■ Task to carry out
Sift through the material below and return the lines with "decoded".

■ Given data
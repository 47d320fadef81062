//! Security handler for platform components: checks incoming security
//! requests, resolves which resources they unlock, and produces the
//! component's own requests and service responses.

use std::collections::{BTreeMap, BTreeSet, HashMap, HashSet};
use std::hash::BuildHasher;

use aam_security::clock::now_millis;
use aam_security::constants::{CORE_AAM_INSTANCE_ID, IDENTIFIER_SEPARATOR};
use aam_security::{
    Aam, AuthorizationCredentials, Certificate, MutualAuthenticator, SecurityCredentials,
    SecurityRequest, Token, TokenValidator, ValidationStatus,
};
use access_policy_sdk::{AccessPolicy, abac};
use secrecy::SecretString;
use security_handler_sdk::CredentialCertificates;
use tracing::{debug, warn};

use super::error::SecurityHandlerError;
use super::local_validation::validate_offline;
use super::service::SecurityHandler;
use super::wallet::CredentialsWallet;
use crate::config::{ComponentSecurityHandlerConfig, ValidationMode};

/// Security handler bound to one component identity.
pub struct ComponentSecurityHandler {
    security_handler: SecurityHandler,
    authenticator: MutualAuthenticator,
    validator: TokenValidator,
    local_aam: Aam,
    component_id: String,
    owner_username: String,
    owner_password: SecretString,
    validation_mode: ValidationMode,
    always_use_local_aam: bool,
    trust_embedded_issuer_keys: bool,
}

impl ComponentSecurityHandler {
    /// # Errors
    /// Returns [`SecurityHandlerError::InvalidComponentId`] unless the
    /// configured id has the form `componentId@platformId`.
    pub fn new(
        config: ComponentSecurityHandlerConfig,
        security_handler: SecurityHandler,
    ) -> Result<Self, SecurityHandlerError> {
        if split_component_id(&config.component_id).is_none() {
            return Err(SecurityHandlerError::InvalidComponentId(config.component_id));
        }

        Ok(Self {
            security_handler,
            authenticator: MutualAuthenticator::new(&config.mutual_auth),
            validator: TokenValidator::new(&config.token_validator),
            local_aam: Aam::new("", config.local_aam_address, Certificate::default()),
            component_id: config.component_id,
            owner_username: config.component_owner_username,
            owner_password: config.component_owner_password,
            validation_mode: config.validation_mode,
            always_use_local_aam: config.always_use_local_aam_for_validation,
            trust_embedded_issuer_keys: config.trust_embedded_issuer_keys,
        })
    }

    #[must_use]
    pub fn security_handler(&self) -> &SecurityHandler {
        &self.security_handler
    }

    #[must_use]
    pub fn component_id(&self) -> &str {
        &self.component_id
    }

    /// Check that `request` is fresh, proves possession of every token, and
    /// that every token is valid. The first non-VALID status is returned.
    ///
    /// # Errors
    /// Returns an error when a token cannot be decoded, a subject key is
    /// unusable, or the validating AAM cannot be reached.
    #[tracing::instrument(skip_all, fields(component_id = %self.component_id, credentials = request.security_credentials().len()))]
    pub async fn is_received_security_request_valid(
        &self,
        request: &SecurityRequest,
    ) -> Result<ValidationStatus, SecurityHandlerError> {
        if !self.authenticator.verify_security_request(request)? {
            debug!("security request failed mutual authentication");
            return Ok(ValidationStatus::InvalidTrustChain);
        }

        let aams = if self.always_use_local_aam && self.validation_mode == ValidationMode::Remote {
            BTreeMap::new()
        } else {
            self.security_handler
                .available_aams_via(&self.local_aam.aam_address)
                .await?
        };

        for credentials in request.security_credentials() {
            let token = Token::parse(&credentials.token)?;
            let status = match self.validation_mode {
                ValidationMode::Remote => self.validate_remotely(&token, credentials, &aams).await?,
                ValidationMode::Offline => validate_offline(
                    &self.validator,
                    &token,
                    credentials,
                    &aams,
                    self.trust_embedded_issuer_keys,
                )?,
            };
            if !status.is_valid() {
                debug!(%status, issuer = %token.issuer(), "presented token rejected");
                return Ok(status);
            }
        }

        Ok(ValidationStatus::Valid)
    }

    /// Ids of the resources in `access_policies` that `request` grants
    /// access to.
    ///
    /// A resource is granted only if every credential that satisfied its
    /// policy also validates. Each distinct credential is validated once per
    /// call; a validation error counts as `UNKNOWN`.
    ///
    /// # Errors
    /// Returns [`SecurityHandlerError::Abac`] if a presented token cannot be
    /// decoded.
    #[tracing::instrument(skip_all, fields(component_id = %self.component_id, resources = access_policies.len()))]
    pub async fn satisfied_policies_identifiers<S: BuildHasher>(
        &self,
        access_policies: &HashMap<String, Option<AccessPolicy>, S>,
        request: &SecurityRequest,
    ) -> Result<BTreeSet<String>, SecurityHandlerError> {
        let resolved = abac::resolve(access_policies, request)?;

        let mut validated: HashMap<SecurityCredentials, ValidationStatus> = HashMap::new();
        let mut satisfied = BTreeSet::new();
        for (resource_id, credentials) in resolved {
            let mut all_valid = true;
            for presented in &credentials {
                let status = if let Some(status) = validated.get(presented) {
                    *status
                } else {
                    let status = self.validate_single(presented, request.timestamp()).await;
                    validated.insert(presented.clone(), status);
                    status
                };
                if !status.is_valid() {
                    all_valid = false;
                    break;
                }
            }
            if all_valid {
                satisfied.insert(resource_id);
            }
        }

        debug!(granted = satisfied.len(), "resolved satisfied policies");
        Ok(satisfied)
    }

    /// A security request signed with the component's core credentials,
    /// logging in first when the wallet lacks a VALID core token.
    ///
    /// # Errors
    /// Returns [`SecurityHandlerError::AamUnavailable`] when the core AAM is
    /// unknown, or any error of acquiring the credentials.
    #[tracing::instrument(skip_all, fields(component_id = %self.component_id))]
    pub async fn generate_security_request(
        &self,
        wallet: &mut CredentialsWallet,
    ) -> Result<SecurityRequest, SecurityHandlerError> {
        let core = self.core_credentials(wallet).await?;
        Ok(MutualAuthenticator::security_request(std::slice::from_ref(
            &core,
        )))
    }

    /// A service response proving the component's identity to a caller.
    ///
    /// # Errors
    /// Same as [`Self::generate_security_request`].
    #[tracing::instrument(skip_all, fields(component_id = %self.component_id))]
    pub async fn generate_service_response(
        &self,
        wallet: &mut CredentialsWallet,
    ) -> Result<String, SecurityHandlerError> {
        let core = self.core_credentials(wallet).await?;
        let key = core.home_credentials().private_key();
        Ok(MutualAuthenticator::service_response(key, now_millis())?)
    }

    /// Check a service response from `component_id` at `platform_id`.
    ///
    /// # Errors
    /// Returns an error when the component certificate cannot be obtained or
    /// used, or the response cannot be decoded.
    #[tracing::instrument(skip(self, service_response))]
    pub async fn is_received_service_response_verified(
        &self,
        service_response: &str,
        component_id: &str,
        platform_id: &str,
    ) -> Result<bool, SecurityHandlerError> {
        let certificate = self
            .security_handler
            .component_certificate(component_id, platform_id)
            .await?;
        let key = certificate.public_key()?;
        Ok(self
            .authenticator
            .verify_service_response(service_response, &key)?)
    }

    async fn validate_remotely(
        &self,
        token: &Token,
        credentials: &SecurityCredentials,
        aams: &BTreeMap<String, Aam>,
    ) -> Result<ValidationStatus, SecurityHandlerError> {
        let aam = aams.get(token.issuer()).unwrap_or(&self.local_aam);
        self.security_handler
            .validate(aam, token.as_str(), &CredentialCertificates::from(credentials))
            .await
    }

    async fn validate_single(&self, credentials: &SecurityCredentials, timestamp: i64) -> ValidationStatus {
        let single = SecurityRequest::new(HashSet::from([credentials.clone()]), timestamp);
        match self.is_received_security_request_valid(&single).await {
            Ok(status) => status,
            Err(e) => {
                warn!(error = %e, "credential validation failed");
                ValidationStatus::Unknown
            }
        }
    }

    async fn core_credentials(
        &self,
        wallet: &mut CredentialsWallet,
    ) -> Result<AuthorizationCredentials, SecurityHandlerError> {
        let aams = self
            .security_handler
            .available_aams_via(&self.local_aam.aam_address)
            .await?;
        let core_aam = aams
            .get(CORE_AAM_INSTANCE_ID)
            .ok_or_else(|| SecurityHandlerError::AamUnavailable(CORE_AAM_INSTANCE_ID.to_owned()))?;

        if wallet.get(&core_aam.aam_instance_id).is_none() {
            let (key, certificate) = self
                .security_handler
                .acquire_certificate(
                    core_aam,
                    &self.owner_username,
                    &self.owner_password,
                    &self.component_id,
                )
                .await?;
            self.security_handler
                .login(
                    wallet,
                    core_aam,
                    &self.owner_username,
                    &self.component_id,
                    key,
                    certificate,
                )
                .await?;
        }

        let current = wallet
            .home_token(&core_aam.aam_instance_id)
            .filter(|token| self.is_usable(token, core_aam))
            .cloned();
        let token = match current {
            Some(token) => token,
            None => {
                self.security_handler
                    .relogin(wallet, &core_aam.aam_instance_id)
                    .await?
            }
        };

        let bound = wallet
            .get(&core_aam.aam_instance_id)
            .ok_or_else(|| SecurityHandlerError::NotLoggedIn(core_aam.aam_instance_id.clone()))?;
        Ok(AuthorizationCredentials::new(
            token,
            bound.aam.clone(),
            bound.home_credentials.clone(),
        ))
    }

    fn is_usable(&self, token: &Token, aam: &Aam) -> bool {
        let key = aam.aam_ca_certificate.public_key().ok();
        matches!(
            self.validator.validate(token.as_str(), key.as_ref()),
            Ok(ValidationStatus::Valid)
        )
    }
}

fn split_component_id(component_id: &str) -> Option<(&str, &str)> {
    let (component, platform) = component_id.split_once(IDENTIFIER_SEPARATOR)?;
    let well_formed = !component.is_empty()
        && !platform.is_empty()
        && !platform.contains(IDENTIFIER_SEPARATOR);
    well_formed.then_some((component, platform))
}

--

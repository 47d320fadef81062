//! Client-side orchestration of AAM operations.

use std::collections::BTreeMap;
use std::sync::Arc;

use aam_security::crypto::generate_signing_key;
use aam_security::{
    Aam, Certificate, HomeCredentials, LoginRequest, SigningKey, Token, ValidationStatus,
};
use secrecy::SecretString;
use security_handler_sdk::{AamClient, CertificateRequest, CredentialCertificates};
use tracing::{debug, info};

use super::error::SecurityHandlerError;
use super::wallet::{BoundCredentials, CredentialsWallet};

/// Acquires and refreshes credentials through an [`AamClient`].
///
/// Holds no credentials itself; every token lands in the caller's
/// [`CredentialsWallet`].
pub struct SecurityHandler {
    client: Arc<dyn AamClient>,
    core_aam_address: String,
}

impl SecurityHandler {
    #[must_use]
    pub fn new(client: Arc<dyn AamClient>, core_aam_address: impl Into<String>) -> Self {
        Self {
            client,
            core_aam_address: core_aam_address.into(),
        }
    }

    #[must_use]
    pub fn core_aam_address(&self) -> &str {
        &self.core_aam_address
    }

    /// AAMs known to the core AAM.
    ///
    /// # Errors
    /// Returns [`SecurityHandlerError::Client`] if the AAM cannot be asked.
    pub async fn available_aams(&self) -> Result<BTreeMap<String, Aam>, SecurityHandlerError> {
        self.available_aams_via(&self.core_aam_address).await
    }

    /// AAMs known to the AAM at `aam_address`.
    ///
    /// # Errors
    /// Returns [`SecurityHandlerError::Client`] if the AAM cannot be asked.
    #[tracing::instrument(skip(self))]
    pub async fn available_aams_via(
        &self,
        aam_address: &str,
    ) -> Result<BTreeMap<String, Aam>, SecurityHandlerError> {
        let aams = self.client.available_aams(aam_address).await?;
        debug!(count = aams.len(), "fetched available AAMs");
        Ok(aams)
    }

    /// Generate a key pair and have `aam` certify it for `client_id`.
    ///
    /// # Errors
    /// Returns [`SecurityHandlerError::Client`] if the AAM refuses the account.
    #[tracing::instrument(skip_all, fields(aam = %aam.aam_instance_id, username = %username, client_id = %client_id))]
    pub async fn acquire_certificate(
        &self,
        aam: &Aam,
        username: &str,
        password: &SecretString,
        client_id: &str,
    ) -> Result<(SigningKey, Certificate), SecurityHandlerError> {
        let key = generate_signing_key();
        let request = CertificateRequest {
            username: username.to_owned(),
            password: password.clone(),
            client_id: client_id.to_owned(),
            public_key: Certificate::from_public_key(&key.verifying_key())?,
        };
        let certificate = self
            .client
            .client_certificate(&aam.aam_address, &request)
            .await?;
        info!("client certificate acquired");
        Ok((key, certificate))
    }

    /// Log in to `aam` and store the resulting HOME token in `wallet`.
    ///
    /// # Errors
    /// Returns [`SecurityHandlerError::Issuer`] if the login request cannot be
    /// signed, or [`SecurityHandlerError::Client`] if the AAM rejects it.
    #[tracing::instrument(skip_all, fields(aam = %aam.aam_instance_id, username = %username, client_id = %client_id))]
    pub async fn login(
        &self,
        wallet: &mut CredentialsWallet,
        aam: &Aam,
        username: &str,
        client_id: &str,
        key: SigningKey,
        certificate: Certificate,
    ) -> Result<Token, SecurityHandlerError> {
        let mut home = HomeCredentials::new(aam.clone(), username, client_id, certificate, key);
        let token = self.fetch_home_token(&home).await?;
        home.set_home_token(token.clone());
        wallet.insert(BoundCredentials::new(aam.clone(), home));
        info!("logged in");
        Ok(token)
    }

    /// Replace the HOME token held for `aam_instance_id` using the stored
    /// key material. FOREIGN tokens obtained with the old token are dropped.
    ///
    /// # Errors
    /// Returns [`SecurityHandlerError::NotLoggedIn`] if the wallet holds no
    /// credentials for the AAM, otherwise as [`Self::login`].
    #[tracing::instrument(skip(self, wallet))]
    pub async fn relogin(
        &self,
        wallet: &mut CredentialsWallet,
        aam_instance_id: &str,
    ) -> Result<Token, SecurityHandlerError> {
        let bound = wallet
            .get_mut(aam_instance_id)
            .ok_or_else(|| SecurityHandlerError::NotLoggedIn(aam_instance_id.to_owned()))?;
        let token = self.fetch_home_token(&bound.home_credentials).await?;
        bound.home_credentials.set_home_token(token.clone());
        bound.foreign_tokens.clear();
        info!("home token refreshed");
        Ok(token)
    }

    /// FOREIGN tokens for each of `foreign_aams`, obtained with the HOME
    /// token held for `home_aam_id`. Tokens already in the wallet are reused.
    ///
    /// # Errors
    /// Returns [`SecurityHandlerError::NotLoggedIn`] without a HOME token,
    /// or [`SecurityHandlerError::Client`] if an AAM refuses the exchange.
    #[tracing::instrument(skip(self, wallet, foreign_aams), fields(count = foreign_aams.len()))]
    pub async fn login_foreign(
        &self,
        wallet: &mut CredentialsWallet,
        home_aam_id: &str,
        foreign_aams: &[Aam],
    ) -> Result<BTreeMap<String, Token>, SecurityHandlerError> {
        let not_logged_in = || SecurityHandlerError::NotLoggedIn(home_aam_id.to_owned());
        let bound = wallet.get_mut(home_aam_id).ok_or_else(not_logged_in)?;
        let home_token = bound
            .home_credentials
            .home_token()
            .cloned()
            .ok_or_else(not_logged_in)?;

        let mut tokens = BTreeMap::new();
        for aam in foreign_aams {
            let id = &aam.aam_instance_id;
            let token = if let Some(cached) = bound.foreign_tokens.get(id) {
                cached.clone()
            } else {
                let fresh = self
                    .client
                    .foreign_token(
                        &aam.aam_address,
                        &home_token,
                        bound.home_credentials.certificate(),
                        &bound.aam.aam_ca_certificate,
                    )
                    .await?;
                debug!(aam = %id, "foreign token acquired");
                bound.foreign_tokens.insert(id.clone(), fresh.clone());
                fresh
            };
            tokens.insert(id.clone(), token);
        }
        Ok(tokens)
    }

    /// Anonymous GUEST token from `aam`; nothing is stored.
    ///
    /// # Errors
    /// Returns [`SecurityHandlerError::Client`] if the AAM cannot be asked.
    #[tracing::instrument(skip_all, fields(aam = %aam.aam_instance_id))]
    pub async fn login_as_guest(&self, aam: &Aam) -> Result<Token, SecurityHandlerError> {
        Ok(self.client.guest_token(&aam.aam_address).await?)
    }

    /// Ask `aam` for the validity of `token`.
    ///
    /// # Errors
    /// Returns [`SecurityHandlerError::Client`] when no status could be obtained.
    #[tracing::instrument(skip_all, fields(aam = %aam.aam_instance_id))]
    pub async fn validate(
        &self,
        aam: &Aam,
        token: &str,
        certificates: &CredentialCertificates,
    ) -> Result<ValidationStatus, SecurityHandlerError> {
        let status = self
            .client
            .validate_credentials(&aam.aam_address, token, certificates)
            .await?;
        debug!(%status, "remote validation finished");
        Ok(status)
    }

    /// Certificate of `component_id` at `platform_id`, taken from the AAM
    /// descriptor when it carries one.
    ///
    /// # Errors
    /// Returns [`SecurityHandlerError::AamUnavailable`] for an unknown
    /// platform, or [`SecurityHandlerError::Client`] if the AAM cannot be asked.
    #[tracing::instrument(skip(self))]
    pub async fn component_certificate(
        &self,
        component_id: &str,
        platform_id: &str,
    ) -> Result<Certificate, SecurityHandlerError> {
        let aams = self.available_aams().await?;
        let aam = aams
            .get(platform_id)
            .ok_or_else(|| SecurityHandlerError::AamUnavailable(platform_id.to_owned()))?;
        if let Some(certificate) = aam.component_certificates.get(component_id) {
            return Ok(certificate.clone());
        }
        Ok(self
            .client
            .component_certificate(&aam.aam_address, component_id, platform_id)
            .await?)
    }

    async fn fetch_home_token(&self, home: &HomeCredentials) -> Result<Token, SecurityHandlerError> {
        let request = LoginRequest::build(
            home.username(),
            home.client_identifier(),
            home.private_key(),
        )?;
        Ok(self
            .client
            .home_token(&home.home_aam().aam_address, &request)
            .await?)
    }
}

■ Task response
    /// Returns an error when a token cannot be decoded, a subject key is
    /// decoded.
    /// used, or the response cannot be decoded.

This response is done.